> _ASSIGNED TASK_: For the entries below, the result should be an exact transcription of the lines from the one with "for this priority." up to and including the one with "Likelihood of closing", and only those.

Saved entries

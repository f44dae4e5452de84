//! Gap scoring rules.
//!
//! Every function here is a fixed formula over the gap score; there is no
//! per-employee state involved.

use serde::{Deserialize, Serialize};
use std::fmt;
use std::str::FromStr;

use crate::domain::foundation::{ProficiencyLevel, ValidationError};

/// Training hours needed per proficiency point of deficit.
pub const HOURS_PER_LEVEL: i32 = 20;

/// Floor for the estimated probability of closing a gap.
pub const MIN_SUCCESS_PROBABILITY: f64 = 0.6;

/// Probability lost per proficiency point of deficit.
pub const SUCCESS_PROBABILITY_STEP: f64 = 0.1;

/// Severity tier of a skill gap.
#[derive(Debug, Clone, Copy, PartialEq, Eq, Hash, Serialize, Deserialize)]
pub enum Priority {
    High,
    Medium,
    Low,
}

impl Priority {
    /// Sort rank: High=3, Medium=2, Low=1.
    pub fn rank(&self) -> u8 {
        match self {
            Priority::High => 3,
            Priority::Medium => 2,
            Priority::Low => 1,
        }
    }

    /// Returns the display label for this priority.
    pub fn label(&self) -> &'static str {
        match self {
            Priority::High => "High",
            Priority::Medium => "Medium",
            Priority::Low => "Low",
        }
    }
}

impl fmt::Display for Priority {
    fn fmt(&self, f: &mut fmt::Formatter<'_>) -> fmt::Result {
        f.write_str(self.label())
    }
}

impl FromStr for Priority {
    type Err = ValidationError;

    /// Case-insensitive: "high", "High" and "HIGH" all parse.
    fn from_str(s: &str) -> Result<Self, Self::Err> {
        match s.trim().to_lowercase().as_str() {
            "high" => Ok(Priority::High),
            "medium" => Ok(Priority::Medium),
            "low" => Ok(Priority::Low),
            other => Err(ValidationError::invalid_format(
                "priority",
                format!("expected high, medium or low, got '{}'", other),
            )),
        }
    }
}

/// `current - required`, with a missing assessment counting as 0.
pub fn compute_gap(current: Option<ProficiencyLevel>, required: ProficiencyLevel) -> i32 {
    current.map_or(0, |level| level.value()) - required.value()
}

/// Maps a gap score to its priority tier.
pub fn classify_priority(gap_score: i32) -> Priority {
    match gap_score {
        i32::MIN..=-2 => Priority::High,
        -1 => Priority::Medium,
        _ => Priority::Low,
    }
}

/// Hours of training needed to close the gap. Zero when there is no deficit.
pub fn predict_training_time(gap_score: i32) -> i32 {
    if gap_score < 0 {
        gap_score.saturating_abs().saturating_mul(HOURS_PER_LEVEL)
    } else {
        0
    }
}

/// Likelihood of closing the gap, in `[0.6, 1.0]`.
pub fn success_probability(gap_score: i32) -> f64 {
    let deficit = f64::from(gap_score.saturating_abs());
    (1.0 - deficit * SUCCESS_PROBABILITY_STEP).max(MIN_SUCCESS_PROBABILITY)
}

/// Rounds to two decimal places for presentation.
pub fn round2(value: f64) -> f64 {
    (value * 100.0).round() / 100.0
}

#[cfg(test)]
mod tests {
    use super::*;
    use proptest::prelude::*;

    fn level(v: i32) -> ProficiencyLevel {
        ProficiencyLevel::try_new(v).unwrap()
    }

    #[test]
    fn missing_proficiency_counts_as_zero() {
        assert_eq!(compute_gap(None, level(3)), -3);
    }

    #[test]
    fn scenario_large_deficit() {
        let gap = compute_gap(Some(level(2)), level(5));
        assert_eq!(gap, -3);
        assert_eq!(classify_priority(gap), Priority::High);
        assert_eq!(predict_training_time(gap), 60);
        assert_eq!(round2(success_probability(gap)), 0.7);
        assert_eq!(round2(success_probability(-5)), 0.6);
    }

    #[test]
    fn scenario_single_point_deficit() {
        let gap = compute_gap(Some(level(4)), level(5));
        assert_eq!(gap, -1);
        assert_eq!(classify_priority(gap), Priority::Medium);
        assert_eq!(predict_training_time(gap), 20);
        assert_eq!(round2(success_probability(gap)), 0.9);
    }

    #[test]
    fn scenario_surplus() {
        let gap = compute_gap(Some(level(5)), level(3));
        assert_eq!(gap, 2);
        assert_eq!(classify_priority(gap), Priority::Low);
        assert_eq!(predict_training_time(gap), 0);
    }

    #[test]
    fn priority_rank_orders_high_first() {
        assert!(Priority::High.rank() > Priority::Medium.rank());
        assert!(Priority::Medium.rank() > Priority::Low.rank());
    }

    #[test]
    fn priority_parses_case_insensitively() {
        assert_eq!("HIGH".parse::<Priority>().unwrap(), Priority::High);
        assert_eq!("medium".parse::<Priority>().unwrap(), Priority::Medium);
        assert_eq!(" Low ".parse::<Priority>().unwrap(), Priority::Low);
        assert!("urgent".parse::<Priority>().is_err());
    }

    #[test]
    fn priority_serializes_as_label() {
        assert_eq!(serde_json::to_string(&Priority::High).unwrap(), "\"High\"");
    }

    proptest! {
        #[test]
        fn non_negative_gaps_are_low_and_free(gap in 0i32..=10) {
            prop_assert_eq!(classify_priority(gap), Priority::Low);
            prop_assert_eq!(predict_training_time(gap), 0);
        }

        #[test]
        fn large_deficits_are_high_and_linear(gap in -10i32..=-2) {
            prop_assert_eq!(classify_priority(gap), Priority::High);
            prop_assert_eq!(predict_training_time(gap), 20 * gap.abs());
        }

        #[test]
        fn success_probability_never_increases_with_deficit(a in 0i32..=10, b in 0i32..=10) {
            let (small, large) = if a <= b { (a, b) } else { (b, a) };
            prop_assert!(success_probability(-large) <= success_probability(-small));
            prop_assert!(success_probability(-large) >= MIN_SUCCESS_PROBABILITY);
            prop_assert!(success_probability(-small) <= 1.0);
        }

        #[test]
        fn gap_is_current_minus_required(current in 1i32..=5, required in 1i32..=5) {
            prop_assert_eq!(compute_gap(Some(level(current)), level(required)), current - required);
        }
    }

    #[test]
    fn single_point_deficit_is_medium() {
        assert_eq!(classify_priority(-1), Priority::Medium);
        assert_eq!(predict_training_time(-1), 20);
    }
}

> _RESPONSE BELOW_:
    /// Returns the display label for this priority.
    pub fn label(&self) -> &'static str {
        match self {
            Priority::High => "High",
            Priority::Medium => "Medium",
            Priority::Low => "Low",
        }
    }
}

impl fmt::Display for Priority {
    fn fmt(&self, f: &mut fmt::Formatter<'_>) -> fmt::Result {
        f.write_str(self.label())
    }
}

impl FromStr for Priority {
    type Err = ValidationError;

    /// Case-insensitive: "high", "High" and "HIGH" all parse.
    fn from_str(s: &str) -> Result<Self, Self::Err> {
        match s.trim().to_lowercase().as_str() {
            "high" => Ok(Priority::High),
            "medium" => Ok(Priority::Medium),
            "low" => Ok(Priority::Low),
            other => Err(ValidationError::invalid_format(
                "priority",
                format!("expected high, medium or low, got '{}'", other),
            )),
        }
    }
}

/// `current - required`, with a missing assessment counting as 0.
pub fn compute_gap(current: Option<ProficiencyLevel>, required: ProficiencyLevel) -> i32 {
    current.map_or(0, |level| level.value()) - required.value()
}

/// Maps a gap score to its priority tier.
pub fn classify_priority(gap_score: i32) -> Priority {
    match gap_score {
        i32::MIN..=-2 => Priority::High,
        -1 => Priority::Medium,
        _ => Priority::Low,
    }
}

/// Hours of training needed to close the gap. Zero when there is no deficit.
pub fn predict_training_time(gap_score: i32) -> i32 {
    if gap_score < 0 {
        gap_score.saturating_abs().saturating_mul(HOURS_PER_LEVEL)
    } else {
        0
    }
}

/// Likelihood of closing the gap, in `[0.6, 1.0]`.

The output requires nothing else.